Platinum hit a record high for the ninth straight trading day on Tuesday as concerns deepened over output losses in top producer South Africa due to a power crisis, analysts said.
Gold fell as much as 1 percent as the dollar gained ground versus the euro after Warren Buffett told CNBC television that he had offered to take over the liabilities of monoline bond insurers. But the metal later pared losses.
Platinum rose to a high of $1,965 an ounce before falling to $1,943/1,950 by 1550 GMT, against $1,933/1,941 in New York late on Monday. "You know that platinum demand is increasing on the back of emission controls and you know that supplies are going to be squeezed. So it just makes sense to be long in this market," said Johannesburg-based Walter De Wet, analyst at Standard Bank.

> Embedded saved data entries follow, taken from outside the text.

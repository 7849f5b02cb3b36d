use crate::auth::CurrentUser;
use axum::{Extension, Json};
use serde::{Deserialize, Serialize};
use utoipa::ToSchema;

#[derive(Debug, Serialize, Deserialize, ToSchema)]
pub struct HealthResponse {
    #[schema(example = "ok")]
    pub status: String,
    /// Username of the caller, on the protected probe only
    #[serde(skip_serializing_if = "Option::is_none")]
    pub user: Option<String>,
}

/// Liveness probe
#[utoipa::path(
    get,
    path = "/healthz",
    responses((status = 200, description = "Service is up", body = HealthResponse)),
    tag = "health"
)]
pub async fn healthz() -> Json<HealthResponse> {
    Json(HealthResponse {
        status: "ok".to_string(),
        user: None,
    })
}

/// Same as `/healthz` but behind authentication
#[utoipa::path(
    get,
    path = "/protected-healthz",
    responses(
        (status = 200, description = "Service is up and the token is valid", body = HealthResponse),
        (status = 401, description = "Not authenticated", body = crate::errors::ErrorResponse)
    ),
    security(("bearer_auth" = [])),
    tag = "health"
)]
pub async fn protected_healthz(
    Extension(CurrentUser(current)): Extension<CurrentUser>,
) -> Json<HealthResponse> {
    Json(HealthResponse {
        status: "ok".to_string(),
        user: Some(current.username),
    })
}
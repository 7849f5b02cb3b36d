use axum::{
    extract::rejection::{FormRejection, JsonRejection, PathRejection, QueryRejection},
    http::{header, HeaderValue, StatusCode},
    response::{IntoResponse, Response},
    Json,
};
use sea_orm::error::DbErr;
use serde::{Deserialize, Serialize};
use utoipa::ToSchema;

use crate::auth::AuthError;

fn current_request_id() -> Option<String> {
    crate::tracing::current_request_id().map(|rid| rid.as_str().to_string())
}

/// Error body returned by every failing endpoint
#[derive(Debug, Serialize, Deserialize, ToSchema)]
#[schema(example = json!({
    "error": "Not Found",
    "message": "Not found: Item 550e8400-e29b-41d4-a716-446655440000 not found",
    "request_id": "0b6f3a52-93c6-4c57-9d0c-0f4a1f3c2f8e",
    "timestamp": "2024-12-09T10:30:00.000Z"
}))]
pub struct ErrorResponse {
    /// HTTP status category (e.g., "Not Found", "Bad Request")
    #[schema(example = "Not Found")]
    pub error: String,
    /// Human-readable error description
    pub message: String,
    /// Request identifier for support and debugging
    #[serde(skip_serializing_if = "Option::is_none")]
    pub request_id: Option<String>,
    /// RFC 3339 timestamp when the error occurred
    pub timestamp: String,
}

#[derive(Debug, thiserror::Error)]
pub enum ServiceError {
    #[error("Database error: {0}")]
    DatabaseError(#[from] DbErr),

    #[error("Not authenticated: {0}")]
    Unauthenticated(String),

    #[error("Inactive user")]
    InactiveUser,

    #[error("Conflict: {0}")]
    Conflict(String),

    #[error("Not found: {0}")]
    NotFound(String),

    #[error("Validation error: {0}")]
    ValidationError(String),

    #[error("Hash error: {0}")]
    HashError(String),

    #[error("Token error: {0}")]
    TokenError(String),

    #[error("Internal error: {0}")]
    InternalError(String),
}

impl From<validator::ValidationErrors> for ServiceError {
    fn from(err: validator::ValidationErrors) -> Self {
        ServiceError::ValidationError(err.to_string())
    }
}

impl From<AuthError> for ServiceError {
    fn from(err: AuthError) -> Self {
        match err {
            AuthError::MissingToken
            | AuthError::InvalidToken
            | AuthError::TokenExpired
            | AuthError::InvalidCredentials
            | AuthError::UnknownSubject => ServiceError::Unauthenticated(err.to_string()),
            AuthError::InactiveUser => ServiceError::InactiveUser,
            AuthError::TokenCreation(msg) => ServiceError::TokenError(msg),
            AuthError::Hash(msg) => ServiceError::HashError(msg),
        }
    }
}

impl From<JsonRejection> for ServiceError {
    fn from(rejection: JsonRejection) -> Self {
        ServiceError::ValidationError(rejection.body_text())
    }
}

impl From<QueryRejection> for ServiceError {
    fn from(rejection: QueryRejection) -> Self {
        ServiceError::ValidationError(rejection.body_text())
    }
}

impl From<FormRejection> for ServiceError {
    fn from(rejection: FormRejection) -> Self {
        ServiceError::ValidationError(rejection.body_text())
    }
}

impl From<PathRejection> for ServiceError {
    fn from(rejection: PathRejection) -> Self {
        ServiceError::ValidationError(rejection.body_text())
    }
}

impl ServiceError {
    /// Returns the HTTP status code for this error.
    pub fn status_code(&self) -> StatusCode {
        match self {
            Self::Unauthenticated(_) => StatusCode::UNAUTHORIZED,
            Self::InactiveUser | Self::Conflict(_) => StatusCode::BAD_REQUEST,
            Self::NotFound(_) => StatusCode::NOT_FOUND,
            Self::ValidationError(_) => StatusCode::UNPROCESSABLE_ENTITY,
            Self::DatabaseError(_)
            | Self::HashError(_)
            | Self::TokenError(_)
            | Self::InternalError(_) => StatusCode::INTERNAL_SERVER_ERROR,
        }
    }

    /// Message safe to return to clients. Internal failures are reduced to a
    /// generic text so driver or hashing details never leave the process.
    pub fn response_message(&self) -> String {
        match self {
            Self::DatabaseError(_) => "Database error".to_string(),
            Self::HashError(_) | Self::TokenError(_) | Self::InternalError(_) => {
                "Internal server error".to_string()
            }
            Self::Unauthenticated(_) => "Could not validate credentials".to_string(),
            _ => self.to_string(),
        }
    }
}

impl IntoResponse for ServiceError {
    fn into_response(self) -> Response {
        let status = self.status_code();
        if status.is_server_error() {
            tracing::error!(error = %self, "request failed");
        }

        let body = ErrorResponse {
            error: status.canonical_reason().unwrap_or("Error").to_string(),
            message: self.response_message(),
            request_id: current_request_id(),
            timestamp: chrono::Utc::now().to_rfc3339(),
        };

        let mut response = (status, Json(body)).into_response();
        if status == StatusCode::UNAUTHORIZED {
            response
                .headers_mut()
                .insert(header::WWW_AUTHENTICATE, HeaderValue::from_static("Bearer"));
        }
        response
    }
}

"There might be slight over-reaction as everybody is on the bandwagon because of the recent price rise, but there is also some realisation that things are going to get tighter. We believe that the bias is on the upside."
Platinum's rally, which has sent prices up 30 percent in just three weeks, gained pace after Anglo Platinum, the world's biggest producer, said on Monday the power problem alone would cut output by as much as 120,000 ounces in 2008. It had already cost 30,000 ounces in lost output this year. Northam Platinum said on Tuesday its production fell 16.5 percent to 150,755 ounces the July-December period of 2007 from a year earlier and saw its output at the same level in the next six months, provided mines got 90 percent power.
The market nervously awaits financial results of Impala Platinum, the world's second-biggest producer of the metal, on Thursday for more cues on total production losses.
"It's a chronic problem. It has been a deficit market for many years and it looks like it has returned to a significant deficit market again," said David Holmes, director of metals sales at Dresdner Kleinwort Investment Bank. Mines across South Africa, which accounts for four-fifths of the world's supply of the metal, ground to a halt for five days at the height of the power crisis last month. Platinum is used in jewellery and auto catalysts to clean exhaust fumes.
Negotiations were under way for South African state-owned power utility Eskom to buy surplus electricity from local producers as part of its bid to solve the nation's energy crisis, Public Enterprises Minister Alec Erwin said on Monday. A spokesman at Eskom said the company was in discussions with the government to ensure sufficient funding to meet its expansion programme.
Analysts say the platinum deficit could widen to more than 400,000 ounces by the end of 2008, compared with about 265,000 ounces in 2007. The market had a surplus of 65,000 ounces in 2006 following seven successive years of deficits.
"Prices could still climb further as consumers worry about securing supply and producers continue to struggle with production in South Africa," Fairfax investment bank said.
"Unlike gold, the majority of platinum is consumed in industrial applications eg auto catalysts, where there is little alternative and so consumers must have the metal almost regardless of price," it said in a client note.
Gold as high as $924.60 an ounce before falling to $912. It was last at $914.90/915.80, against $922.70/923.40 in New York and this month's record high of $936.50. In industry news, South African gold output fell 4.1 percent in December from the previous year, while total output in the full year of 2007 was down 6.5 percent.
Palladium hit a six-year high of $447 an ounce before falling to $434/437, against New York's $437/440. Silver jumped to a 27-year high of $17.60 an ounce before falling to $17.48/17.53, against $17.47/17.52 in New York.